Table 1. The baseline characteristics of included studies.
| First author, year | Country | Sample source | No. of HCC | Treatment | MDSC definition | Measure method | Cut-off | Outcome |
|---|---|---|---|---|---|---|---|---|
| Elwan 2018 | Egypt | PB | 20 | NR | Lin-HLA-DR-CD11b+CD33+ | FACS | NR | NR |
| Zhou, 2018 | China | PB, Tumor tissue |
PB:26 Tissue:102 |
NR | PB:HLA-DR-CD11b+CD33+ Tissue:CD11b/CD33/CCRK |
PB:FACS Tissue:qRT-PCR |
Median | OS, RFS |
| Li, 2017 | China | PB | 55 | NR | HLA-DR-/lowCD11b+CD33+ | FACS | NR | NR |
| Deng, 2017 | China | Tumor tissue | 78 | NR | CD11b+ | IHC | Median | OS |
| Gao, 2017 | China | PB | 183 | Surgery | HLA-DR-/lowCD14+ | FACS | Median | OS,TTR |
| Iwata, 2016 | Japan | PB | 122 | RFA and TACE | PDL1+HLA-DR-/lowCD11b+CD33+CD14+ | FACS | Median | NR |
| Kalathil, 2016 | USA | PB | 19 | Sorafenib | CD11b+CD33+ | FACS | NR | NR |
| Mizukoshi, 2016 | Japan | PB | 36 | Chemotherapy | HLA-DR-/lowCD14+ | FACS | Median | NR |
| Wang, 2016 | China | PB | 92 | Radiotherapy | HLA-DR-/lowCD14+ | FACS | Average+2SD | OS |
| Arihara, 2013 | Japan | PB | 123 | NR | HLA-DR-/lowCD14+ | FACS | Average+2SD | OS, RFS |
| Kalathil, 2013 | USA | PB | 23 | NR | HLA-DR-CD11b+CD33+CD14- | FACS | NR | NR |
| Mizukoshi, 2013 | Japan | PB | 12 | RFA | HLA-DR-/lowCD14+ | FACS | NR | NR |
| Hoechst, 2008 | Germany | PB | 111 | NR | HLA-DR-/lowCD14+ | FACS | NR | NR |
Abbreviations: NR, not reported; PB, peripheral blood; IHC, immunohistochemistry; RFA, radiofrequency ablation; TACE, trans arterial chemo-embolization; FACS, fluorescence-activated cell sorting; OS, overall survival; RFS, recurrence-free survival; TTR, Time to recurrence
Proportion of peripheral MDSCs in HCC patients
As shown in Fig 2, the pooled analysis showed that the proportion of peripheral MDSCs in HCC patients was higher than that in healthy controls (SMD = 4.49, 95% CI = 2.53–6.46, P<0.001), and patients with chronic liver disease (SMD = 3.41, 95% CI = 1.58–5.24, P<0.001). Heterogeneity assessed by I2 statics was 98.6% (P<0.001) and 98.2% (P<0.001), respectively.
Fig 2.
Forest plot of meta-analysis evaluating the proportion of MDSCs in HCC patients and healthy controls (A) or HCC patients and patients with chronic liver disease (B).

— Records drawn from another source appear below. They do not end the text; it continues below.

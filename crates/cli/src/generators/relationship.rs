use anyhow::{Context, Result, bail};
use strz_core::prompt::{Answers, Choice, Prompter, Question};
use strz_core::relationships::{CollectOptions, RelationshipType, collect_relationships};
use strz_core::workspace::{BaseElement, EnumerateOptions, archetype_choices};
use tracing::info;

use super::{GeneratorContext, Plan, element_relationship_file, relationship_actions};

pub const RELATIONSHIP_SOURCE: &str = "relationshipSource";
pub const RELATIONSHIP_ARCHETYPE: &str = "relationshipArchetype";

const PLAIN_ARROW: &str = "->";

pub fn plan(ctx: &GeneratorContext, prompter: &mut dyn Prompter) -> Result<Plan> {
    let workspace_dir = ctx.workspace_dir()?;
    let elements = ctx.elements(EnumerateOptions::top_level().with_containers().with_components());
    if elements.is_empty() {
        bail!("No elements to relate; export the workspace to workspace.json first");
    }

    let mut questions = vec![Question::select(
        RELATIONSHIP_SOURCE,
        "Source element:",
        elements
            .iter()
            .map(|element| Choice::new(element.label(), element.identifier()))
            .collect(),
    )];
    let arrows = archetype_choices(workspace_dir, &[BaseElement::Relationship]);
    if !arrows.is_empty() {
        let mut choices = vec![Choice::new(PLAIN_ARROW, PLAIN_ARROW)];
        choices.extend(arrows);
        questions.push(
            Question::select(RELATIONSHIP_ARCHETYPE, "Relationship archetype:", choices)
                .with_default(PLAIN_ARROW),
        );
    }

    let mut data = Answers::new().with(RELATIONSHIP_ARCHETYPE, PLAIN_ARROW);
    data.extend(prompter.ask(&questions, &data)?);

    let source_id = data.text(RELATIONSHIP_SOURCE);
    let source = elements
        .iter()
        .find(|element| element.identifier() == source_id)
        .with_context(|| format!("Unknown source element {source_id}"))?;
    let arrow = match data.text(RELATIONSHIP_ARCHETYPE).as_str() {
        PLAIN_ARROW => PLAIN_ARROW.to_string(),
        label => format!("--{label}->"),
    };

    let options = CollectOptions::new(ctx.relationship_defaults(RelationshipType::Outgoing));
    let relationships =
        collect_relationships(prompter, &source.name, ctx.snapshot(), &options, &data)?;
    if relationships.is_empty() {
        info!("No relationship selected for {}", source.name);
    }

    let actions = relationship_actions(
        workspace_dir,
        &source_id,
        &element_relationship_file(source),
        &relationships,
        &arrow,
    )?;
    Ok(Plan::new(workspace_dir, data, actions))
}
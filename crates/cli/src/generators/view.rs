use std::fmt;
use std::str::FromStr;

use anyhow::{Result, bail};
use strz_core::actions::Action;
use strz_core::naming::{to_kebab_case, to_pascal_case};
use strz_core::prompt::{Answers, Choice, Prompter, Question};
use strz_core::validation::{ValidatorChain, string_empty, validate_duplicated_views};
use strz_core::workspace::{ElementKind, EnumerateOptions, WORKSPACE_FILE};

use super::{
    GeneratorContext, MODEL_INDENT, Plan, escape_quoted, include_action, markers, name_choices, named,
};

pub const VIEW_KIND: &str = "viewKind";
pub const VIEW_SCOPE: &str = "viewScope";
pub const VIEW_KEY: &str = "viewKey";
pub const VIEW_DESCRIPTION: &str = "viewDescription";

/// Static view kinds this tool scaffolds
#[derive(Debug, Clone, Copy, PartialEq, Eq)]
pub enum ViewKind {
    SystemLandscape,
    SystemContext,
    Container,
    Component,
}

impl ViewKind {
    pub const ALL: [ViewKind; 4] = [
        ViewKind::SystemLandscape,
        ViewKind::SystemContext,
        ViewKind::Container,
        ViewKind::Component,
    ];

    pub fn as_str(&self) -> &'static str {
        match self {
            ViewKind::SystemLandscape => "systemLandscape",
            ViewKind::SystemContext => "systemContext",
            ViewKind::Container => "container",
            ViewKind::Component => "component",
        }
    }

    pub fn template(&self) -> &'static str {
        match self {
            ViewKind::SystemLandscape => "view/system-landscape.dsl",
            ViewKind::SystemContext => "view/system-context.dsl",
            ViewKind::Container => "view/container.dsl",
            ViewKind::Component => "view/component.dsl",
        }
    }
}

impl fmt::Display for ViewKind {
    fn fmt(&self, f: &mut fmt::Formatter<'_>) -> fmt::Result {
        f.write_str(self.as_str())
    }
}

impl FromStr for ViewKind {
    type Err = String;

    fn from_str(s: &str) -> std::result::Result<Self, Self::Err> {
        ViewKind::ALL
            .into_iter()
            .find(|kind| kind.as_str() == s)
            .ok_or_else(|| format!("Unknown view kind: {s}"))
    }
}

pub fn plan(ctx: &GeneratorContext, prompter: &mut dyn Prompter) -> Result<Plan> {
    let workspace_dir = ctx.workspace_dir()?;

    let mut data = Answers::new();
    data.extend(prompter.ask(
        &[Question::select(
            VIEW_KIND,
            "View kind:",
            ViewKind::ALL
                .iter()
                .map(|kind| Choice::new(kind.as_str(), kind.as_str()))
                .collect(),
        )
        .with_default(ViewKind::SystemLandscape.as_str())],
        &data,
    )?);
    let kind: ViewKind = data.text(VIEW_KIND).parse().map_err(anyhow::Error::msg)?;

    // Scope element candidates depend on the kind
    let scope = match kind {
        ViewKind::SystemLandscape => None,
        ViewKind::SystemContext | ViewKind::Container => Some(ctx.internal_systems()),
        ViewKind::Component => Some(
            ctx.elements(EnumerateOptions::top_level().with_containers())
                .into_iter()
                .filter(|element| element.kind == ElementKind::Container)
                .map(|element| element.name)
                .collect(),
        ),
    };

    let mut questions = Vec::new();
    if let Some(candidates) = &scope {
        if candidates.is_empty() {
            bail!("No element to scope a {kind} view to");
        }
        questions.push(Question::select(VIEW_SCOPE, "Scope element:", name_choices(candidates)));
    }
    questions.push(Question::input(VIEW_KEY, "View key:").with_validator(
        ValidatorChain::new()
            .with(string_empty)
            .with(validate_duplicated_views(ctx.snapshot())),
    ));
    questions.push(Question::input(VIEW_DESCRIPTION, "View description:").with_default(""));
    data.extend(prompter.ask(&questions, &data)?);

    if scope.is_some() {
        let scope_id = to_pascal_case(&data.text(VIEW_SCOPE));
        data.insert("viewScopeId", scope_id);
    }

    let path = format!("views/{}.dsl", to_kebab_case(&data.text(VIEW_KEY)));
    let actions = vec![
        Action::create(&path, named(kind.template())).skip_if_exists(),
        include_action(WORKSPACE_FILE, markers::VIEWS, &path, MODEL_INDENT)?,
    ];

    escape_quoted(&mut data, &[VIEW_KEY, VIEW_DESCRIPTION]);
    Ok(Plan::new(workspace_dir, data, actions))
}
use anyhow::Result;
use strz_core::workspace::{
    EnumerateOptions, SNAPSHOT_FILE, enumerate_elements, find_workspace_dir, read_snapshot,
};

use super::resolve_cwd;
use crate::cli::GlobalArgs;
use crate::config::Settings;
use crate::display::print_elements;

pub fn list_command(
    global: &GlobalArgs,
    containers: bool,
    components: bool,
    deployment_nodes: bool,
) -> Result<()> {
    let cwd = resolve_cwd(global.cwd.as_deref())?;
    let settings = Settings::load(&cwd)?;
    let Some(workspace_dir) = find_workspace_dir(&cwd, &settings.workspace_folder) else {
        println!("❌ No workspace found in {}", cwd.display());
        return Ok(());
    };
    let Some(snapshot) = read_snapshot(Some(&workspace_dir))? else {
        println!(
            "❌ No {} in {}; export the workspace to JSON first",
            SNAPSHOT_FILE,
            workspace_dir.display()
        );
        return Ok(());
    };

    let options = EnumerateOptions {
        include_containers: containers,
        include_components: components,
        include_deployment_nodes: deployment_nodes,
    };
    let title = snapshot.name.as_deref().unwrap_or("Workspace");
    println!("🏛️  {} ({})", title, workspace_dir.display());
    print_elements(&enumerate_elements(&snapshot, options));
    Ok(())
}
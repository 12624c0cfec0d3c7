//! Resource dependency graph.
//!
//! This module builds the in-memory graph of declared resources and their
//! dependency edges. Construction rejects duplicate identifiers, references
//! to undeclared resources, and dependency cycles; the surviving graph is a
//! DAG with a deterministic topological order used by the planner.

use std::cmp::Reverse;
use std::collections::{BinaryHeap, HashMap};

use tracing::debug;

use crate::config::ResourceSpec;
use crate::error::{ConfigError, GroundplanError, Result};

/// Dependency graph over declared resources.
///
/// Holds the specs in declaration order plus derived adjacency
/// (dependency to dependents) and a precomputed topological order.
/// Among resources with no ordering constraint between them, the
/// topological order preserves declaration order, so identical manifests
/// always produce identical plans.
#[derive(Debug)]
pub struct ResourceGraph {
    /// Declared specs, in declaration order.
    specs: Vec<ResourceSpec>,
    /// Identifier to declaration index.
    index: HashMap<String, usize>,
    /// For each spec index, the indices of resources that depend on it.
    dependents: Vec<Vec<usize>>,
    /// Declaration indices in topological order.
    topo: Vec<usize>,
}

impl ResourceGraph {
    /// Builds a graph from declared resource specs.
    ///
    /// # Errors
    ///
    /// Returns `DuplicateResource` if two specs share an identifier,
    /// `UnknownReference` if a spec depends on an undeclared identifier,
    /// and `CycleDetected` if the dependency edges form a cycle.
    pub fn build(specs: Vec<ResourceSpec>) -> Result<Self> {
        let mut index: HashMap<String, usize> = HashMap::with_capacity(specs.len());

        for (i, spec) in specs.iter().enumerate() {
            if index.insert(spec.id.clone(), i).is_some() {
                return Err(GroundplanError::Config(ConfigError::DuplicateResource {
                    id: spec.id.clone(),
                }));
            }
        }

        let mut dependents: Vec<Vec<usize>> = vec![Vec::new(); specs.len()];
        let mut indegree: Vec<usize> = vec![0; specs.len()];

        for (i, spec) in specs.iter().enumerate() {
            for dep in &spec.depends_on {
                let Some(&dep_idx) = index.get(dep) else {
                    return Err(GroundplanError::Config(ConfigError::UnknownReference {
                        id: dep.clone(),
                        required_by: spec.id.clone(),
                    }));
                };
                dependents[dep_idx].push(i);
                indegree[i] += 1;
            }
        }

        // Kahn's algorithm. The ready heap always yields the smallest
        // declaration index, which keeps the order stable across runs.
        let mut ready: BinaryHeap<Reverse<usize>> = indegree
            .iter()
            .enumerate()
            .filter(|&(_, &deg)| deg == 0)
            .map(|(i, _)| Reverse(i))
            .collect();

        let mut topo = Vec::with_capacity(specs.len());
        let mut remaining = indegree.clone();

        while let Some(Reverse(i)) = ready.pop() {
            topo.push(i);
            for &dep_idx in &dependents[i] {
                remaining[dep_idx] -= 1;
                if remaining[dep_idx] == 0 {
                    ready.push(Reverse(dep_idx));
                }
            }
        }

        if topo.len() < specs.len() {
            let path = find_cycle(&specs, &index, &remaining);
            return Err(GroundplanError::Config(ConfigError::CycleDetected { path }));
        }

        debug!("Built resource graph with {} nodes", specs.len());

        Ok(Self {
            specs,
            index,
            dependents,
            topo,
        })
    }

    /// Returns the number of resources in the graph.
    #[must_use]
    pub fn len(&self) -> usize {
        self.specs.len()
    }

    /// Returns true if the graph has no resources.
    #[must_use]
    pub fn is_empty(&self) -> bool {
        self.specs.is_empty()
    }

    /// Returns true if the graph contains the given identifier.
    #[must_use]
    pub fn contains(&self, id: &str) -> bool {
        self.index.contains_key(id)
    }

    /// Returns the spec for the given identifier.
    #[must_use]
    pub fn spec(&self, id: &str) -> Option<&ResourceSpec> {
        self.index.get(id).map(|&i| &self.specs[i])
    }

    /// Returns the identifiers the given resource depends on.
    #[must_use]
    pub fn dependencies(&self, id: &str) -> &[String] {
        self.index
            .get(id)
            .map_or(&[], |&i| self.specs[i].depends_on.as_slice())
    }

    /// Returns the identifiers of resources that depend on the given one.
    #[must_use]
    pub fn dependents(&self, id: &str) -> Vec<&str> {
        self.index.get(id).map_or_else(Vec::new, |&i| {
            self.dependents[i]
                .iter()
                .map(|&j| self.specs[j].id.as_str())
                .collect()
        })
    }

    /// Iterates over specs in topological order.
    ///
    /// For every dependency edge, the dependency appears before its
    /// dependents.
    pub fn topo_iter(&self) -> impl Iterator<Item = &ResourceSpec> {
        self.topo.iter().map(|&i| &self.specs[i])
    }

    /// Returns identifiers in topological order.
    #[must_use]
    pub fn topo_ids(&self) -> Vec<&str> {
        self.topo.iter().map(|&i| self.specs[i].id.as_str()).collect()
    }
}

/// Recovers a cycle path among nodes left unresolved by Kahn's algorithm.
///
/// `remaining` holds the residual indegrees; every node with a nonzero
/// residual indegree is part of, or downstream of, a cycle. Walking
/// dependency edges restricted to those nodes must revisit a node.
fn find_cycle(
    specs: &[ResourceSpec],
    index: &HashMap<String, usize>,
    remaining: &[usize],
) -> String {
    let unresolved: Vec<usize> = remaining
        .iter()
        .enumerate()
        .filter(|&(_, &deg)| deg > 0)
        .map(|(i, _)| i)
        .collect();

    let Some(&start) = unresolved.first() else {
        return String::from("unknown");
    };

    let mut path: Vec<usize> = Vec::new();
    let mut on_path: Vec<bool> = vec![false; specs.len()];
    let mut current = start;

    loop {
        if on_path[current] {
            // Cut the tail before the first occurrence of `current`
            let pos = path
                .iter()
                .position(|&i| i == current)
                .unwrap_or(0);
            let mut cycle: Vec<&str> =
                path[pos..].iter().map(|&i| specs[i].id.as_str()).collect();
            cycle.push(specs[current].id.as_str());
            return cycle.join(" -> ");
        }

        on_path[current] = true;
        path.push(current);

        // Follow any dependency edge that stays within the unresolved set
        let next = specs[current]
            .depends_on
            .iter()
            .filter_map(|dep| index.get(dep).copied())
            .find(|&i| remaining[i] > 0);

        match next {
            Some(i) => current = i,
            None => return specs[current].id.clone(),
        }
    }
}
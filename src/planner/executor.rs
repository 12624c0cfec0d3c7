//! Plan executor.
//!
//! The executor is a dataflow scheduler over the plan's dependency edges:
//! an action is dispatched once every action it waits for has succeeded,
//! up to a bounded number of in-flight provider calls. Transient provider
//! failures are retried with exponential backoff under a stable idempotency
//! token; permanent failures cascade `Skipped` to all transitive dependents.
//! Every confirmed success is committed to the state store immediately, so
//! partial progress survives later failures. A state-store commit failure is
//! fatal: dispatch stops and the run surfaces the error.

use std::sync::Arc;
use std::sync::atomic::{AtomicBool, Ordering};
use std::time::Duration;

use tokio::sync::{Notify, mpsc};
use tokio::task::{JoinHandle, JoinSet};
use tracing::{debug, error, info, warn};
use uuid::Uuid;

use crate::config::ApplyConfig;
use crate::error::{GroundplanError, ProviderError, Result};
use crate::provider::{CreateRequest, DeleteRequest, ProviderApi, UpdateRequest};
use crate::state::{ResourceState, StateStore};

use super::plan::{Action, ActionOp, Plan};

/// Cap on a single backoff delay.
const MAX_BACKOFF: Duration = Duration::from_secs(30);

/// Tuning for plan execution.
#[derive(Debug, Clone, Copy)]
pub struct ExecutionOptions {
    /// Upper bound on concurrently in-flight provider calls.
    pub max_parallel: usize,
    /// Maximum attempts per action (first try plus retries).
    pub max_attempts: u32,
    /// Base delay for exponential backoff.
    pub retry_base: Duration,
}

impl Default for ExecutionOptions {
    fn default() -> Self {
        Self::from(ApplyConfig::default())
    }
}

impl From<ApplyConfig> for ExecutionOptions {
    fn from(config: ApplyConfig) -> Self {
        Self {
            max_parallel: config.max_parallel.max(1),
            max_attempts: config.max_attempts.max(1),
            retry_base: Duration::from_millis(config.retry_base_ms),
        }
    }
}
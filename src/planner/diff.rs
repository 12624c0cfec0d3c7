//! Diff engine for comparing desired specs against recorded state.
//!
//! This module classifies every declared resource against the state store
//! snapshot: absent entries become creates, property mismatches become
//! updates, matching entries are left alone, and recorded entries with no
//! surviving spec become deletes.

use tracing::debug;

use crate::config::Properties;
use crate::graph::ResourceGraph;
use crate::state::StateSnapshot;

/// Engine for computing diffs between desired and recorded states.
#[derive(Debug, Default)]
pub struct DiffEngine;

/// Difference for a single resource.
#[derive(Debug, Clone)]
pub struct ResourceDiff {
    /// Resource identifier.
    pub id: String,
    /// Resource kind tag.
    pub kind: String,
    /// Type of difference.
    pub diff_type: DiffType,
    /// Details about the difference.
    pub details: Vec<DiffDetail>,
}

/// Type of difference detected.
#[derive(Debug, Clone, Copy, PartialEq, Eq)]
pub enum DiffType {
    /// Resource needs to be created.
    Create,
    /// Resource needs to be updated.
    Update,
    /// Resource needs to be deleted.
    Delete,
    /// Resource is unchanged.
    NoChange,
}

/// Detail about a specific difference.
#[derive(Debug, Clone)]
pub struct DiffDetail {
    /// Property that differs.
    pub field: String,
    /// Recorded value.
    pub old_value: Option<String>,
    /// Desired value.
    pub new_value: Option<String>,
}

/// Complete diff result.
#[derive(Debug)]
pub struct DiffResult {
    /// All resource diffs: desired resources in topological order, then
    /// recorded resources that are no longer declared.
    pub diffs: Vec<ResourceDiff>,
    /// Number of resources to create.
    pub creates: usize,
    /// Number of resources to update.
    pub updates: usize,
    /// Number of resources to delete.
    pub deletes: usize,
    /// Number of unchanged resources.
    pub unchanged: usize,
}

impl DiffEngine {
    /// Creates a new diff engine.
    #[must_use]
    pub const fn new() -> Self {
        Self
    }

    /// Computes the diff between the desired graph and recorded state.
    #[must_use]
    pub fn compute(&self, graph: &ResourceGraph, prior: &StateSnapshot) -> DiffResult {
        let mut diffs = Vec::new();

        for spec in graph.topo_iter() {
            let diff = match prior.get(&spec.id) {
                None => {
                    debug!("Resource {} needs to be created", spec.id);
                    ResourceDiff {
                        id: spec.id.clone(),
                        kind: spec.kind.clone(),
                        diff_type: DiffType::Create,
                        details: vec![DiffDetail {
                            field: String::from("resource"),
                            old_value: None,
                            new_value: Some(spec.id.clone()),
                        }],
                    }
                }
                Some(state) if state.matches(&spec.properties) => {
                    debug!("Resource {} is up to date", spec.id);
                    ResourceDiff {
                        id: spec.id.clone(),
                        kind: spec.kind.clone(),
                        diff_type: DiffType::NoChange,
                        details: vec![],
                    }
                }
                Some(state) => {
                    let details =
                        Self::property_details(&state.properties, &spec.properties);
                    debug!(
                        "Resource {} needs update ({} properties changed)",
                        spec.id,
                        details.len()
                    );
                    ResourceDiff {
                        id: spec.id.clone(),
                        kind: spec.kind.clone(),
                        diff_type: DiffType::Update,
                        details,
                    }
                }
            };
            diffs.push(diff);
        }

        // Recorded resources no longer declared must be deleted.
        // Snapshot iteration is ordered by id, so the result is stable.
        for (id, state) in prior {
            if !graph.contains(id) {
                debug!("Found orphaned resource: {id}");
                diffs.push(ResourceDiff {
                    id: id.clone(),
                    kind: state.kind.clone(),
                    diff_type: DiffType::Delete,
                    details: vec![DiffDetail {
                        field: String::from("resource"),
                        old_value: state.external_id.clone(),
                        new_value: None,
                    }],
                });
            }
        }

        let creates = diffs
            .iter()
            .filter(|d| d.diff_type == DiffType::Create)
            .count();
        let updates = diffs
            .iter()
            .filter(|d| d.diff_type == DiffType::Update)
            .count();
        let deletes = diffs
            .iter()
            .filter(|d| d.diff_type == DiffType::Delete)
            .count();
        let unchanged = diffs
            .iter()
            .filter(|d| d.diff_type == DiffType::NoChange)
            .count();

        DiffResult {
            diffs,
            creates,
            updates,
            deletes,
            unchanged,
        }
    }

    /// Computes property-level differences between recorded and desired maps.
    fn property_details(recorded: &Properties, desired: &Properties) -> Vec<DiffDetail> {
        let mut details = Vec::new();

        for (key, new_value) in desired {
            let old_value = recorded.get(key);
            if old_value != Some(new_value) {
                details.push(DiffDetail {
                    field: key.clone(),
                    old_value: old_value.map(ToString::to_string),
                    new_value: Some(new_value.to_string()),
                });
            }
        }

        for (key, old_value) in recorded {
            if !desired.contains_key(key) {
                details.push(DiffDetail {
                    field: key.clone(),
                    old_value: Some(old_value.to_string()),
                    new_value: None,
                });
            }
        }

        details
    }
}

impl DiffResult {
    /// Returns true if there are any changes.
    #[must_use]
    pub const fn has_changes(&self) -> bool {
        self.creates > 0 || self.updates > 0 || self.deletes > 0
    }

    /// Returns the total number of changes.
    #[must_use]
    pub const fn total_changes(&self) -> usize {
        self.creates + self.updates + self.deletes
    }

    /// Filters to only diffs that require action.
    #[must_use]
    pub fn actionable_diffs(&self) -> Vec<&ResourceDiff> {
        self.diffs
            .iter()
            .filter(|d| d.diff_type != DiffType::NoChange)
            .collect()
    }
}

impl std::fmt::Display for DiffType {
    fn fmt(&self, f: &mut std::fmt::Formatter<'_>) -> std::fmt::Result {
        let s = match self {
            Self::Create => "create",
            Self::Update => "update",
            Self::Delete => "delete",
            Self::NoChange => "no change",
        };
        write!(f, "{s}")
    }
}

impl std::fmt::Display for ResourceDiff {
    fn fmt(&self, f: &mut std::fmt::Formatter<'_>) -> std::fmt::Result {
        write!(f, "{}: {}", self.id, self.diff_type)?;
        if !self.details.is_empty() {
            write!(f, " (")?;
            for (i, detail) in self.details.iter().enumerate() {
                if i > 0 {
                    write!(f, ", ")?;
                }
                write!(f, "{}", detail.field)?;
            }
            write!(f, ")")?;
        }
        Ok(())
    }
}

#[cfg(test)]
mod tests {
    use super::*;
    use crate::config::ResourceSpec;
    use crate::state::{ResourceState, empty_snapshot};

    fn props(cidr: &str) -> Properties {
        let mut p = Properties::new();
        p.insert(String::from("cidr"), serde_json::json!(cidr));
        p
    }

    fn graph_of(specs: Vec<ResourceSpec>) -> ResourceGraph {
        ResourceGraph::build(specs).expect("graph should build")
    }

    fn applied(id: &str, cidr: &str) -> ResourceState {
        ResourceState::applied(id, "network", props(cidr), format!("ext-{id}"), vec![])
    }

    #[test]
    fn test_empty_prior_all_creates() {
        let graph = graph_of(vec![
            ResourceSpec::new("vpc", "network").with_property("cidr", serde_json::json!("10.1.0.0/19")),
            ResourceSpec::new("sg", "security-group").with_dependency("vpc"),
        ]);

        let diff = DiffEngine::new().compute(&graph, &empty_snapshot());
        assert_eq!(diff.creates, 2);
        assert_eq!(diff.total_changes(), 2);
    }

    #[test]
    fn test_matching_state_is_noop() {
        let graph = graph_of(vec![
            ResourceSpec::new("vpc", "network").with_property("cidr", serde_json::json!("10.1.0.0/19")),
        ]);

        let mut prior = empty_snapshot();
        prior.insert(String::from("vpc"), applied("vpc", "10.1.0.0/19"));

        let diff = DiffEngine::new().compute(&graph, &prior);
        assert!(!diff.has_changes());
        assert_eq!(diff.unchanged, 1);
    }

    #[test]
    fn test_property_change_is_update() {
        let graph = graph_of(vec![
            ResourceSpec::new("vpc", "network").with_property("cidr", serde_json::json!("10.2.0.0/19")),
        ]);

        let mut prior = empty_snapshot();
        prior.insert(String::from("vpc"), applied("vpc", "10.1.0.0/19"));

        let diff = DiffEngine::new().compute(&graph, &prior);
        assert_eq!(diff.updates, 1);

        let update = &diff.diffs[0];
        assert_eq!(update.diff_type, DiffType::Update);
        assert_eq!(update.details.len(), 1);
        assert_eq!(update.details[0].field, "cidr");
        assert_eq!(
            update.details[0].old_value.as_deref(),
            Some("\"10.1.0.0/19\"")
        );
    }

    #[test]
    fn test_removed_spec_is_delete() {
        let graph = graph_of(vec![ResourceSpec::new("vpc", "network")
            .with_property("cidr", serde_json::json!("10.1.0.0/19"))]);

        let mut prior = empty_snapshot();
        prior.insert(String::from("vpc"), applied("vpc", "10.1.0.0/19"));
        prior.insert(String::from("old-sg"), applied("old-sg", "10.1.0.0/19"));

        let diff = DiffEngine::new().compute(&graph, &prior);
        assert_eq!(diff.deletes, 1);
        let delete = diff
            .diffs
            .iter()
            .find(|d| d.diff_type == DiffType::Delete)
            .expect("delete present");
        assert_eq!(delete.id, "old-sg");
    }

    #[test]
    fn test_removed_property_reported() {
        let mut desired_props = Properties::new();
        desired_props.insert(String::from("cidr"), serde_json::json!("10.1.0.0/19"));

        let mut recorded = desired_props.clone();
        recorded.insert(String::from("max_azs"), serde_json::json!(2));

        let details = DiffEngine::property_details(&recorded, &desired_props);
        assert_eq!(details.len(), 1);
        assert_eq!(details[0].field, "max_azs");
        assert!(details[0].new_value.is_none());
    }
}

Subgroup analysis was performed according to the phenotypes of MDSCs (Fig 3A). Pooled data of 5 studies in which MDSCs were identified as “HLA-DRlow/−CD11b+CD33+” revealed that there was a significantly higher frequency of MDSCs in HCC patients compared to healthy controls (SMD = 3.68, 95% CI = 1.42–5.95, P = 0.001). There was also a significant increase in the frequency of MDSCs in HCC patients compared to healthy controls when MDSCs were identified as “HLA-DRlow/-CD14+” (SMD = 5.55, 95% CI = 1.67–9.43, P = 0.005). For subgroup analysis of the geographical areas, 6 studies were performed in Eastern countries, and the remaining 3 in Western countries (Fig 3B). The pooled analysis showed that the frequency of MDSCs was significantly higher in HCC patients compared with healthy controls in both Eastern (SMD = 3.81, 95% CI = 1.61–6.00, P = 0.001) and Western (SMD = 5.94, 95% CI = 0.16–11.73, P = 0.044) countries.
Fig 3.
Forest plot of subgroup meta-analysis evaluating the proportion of MDSCs by the phenotypes of MDSCs (A) and geographical areas (B) in HCC patients and healthy controls.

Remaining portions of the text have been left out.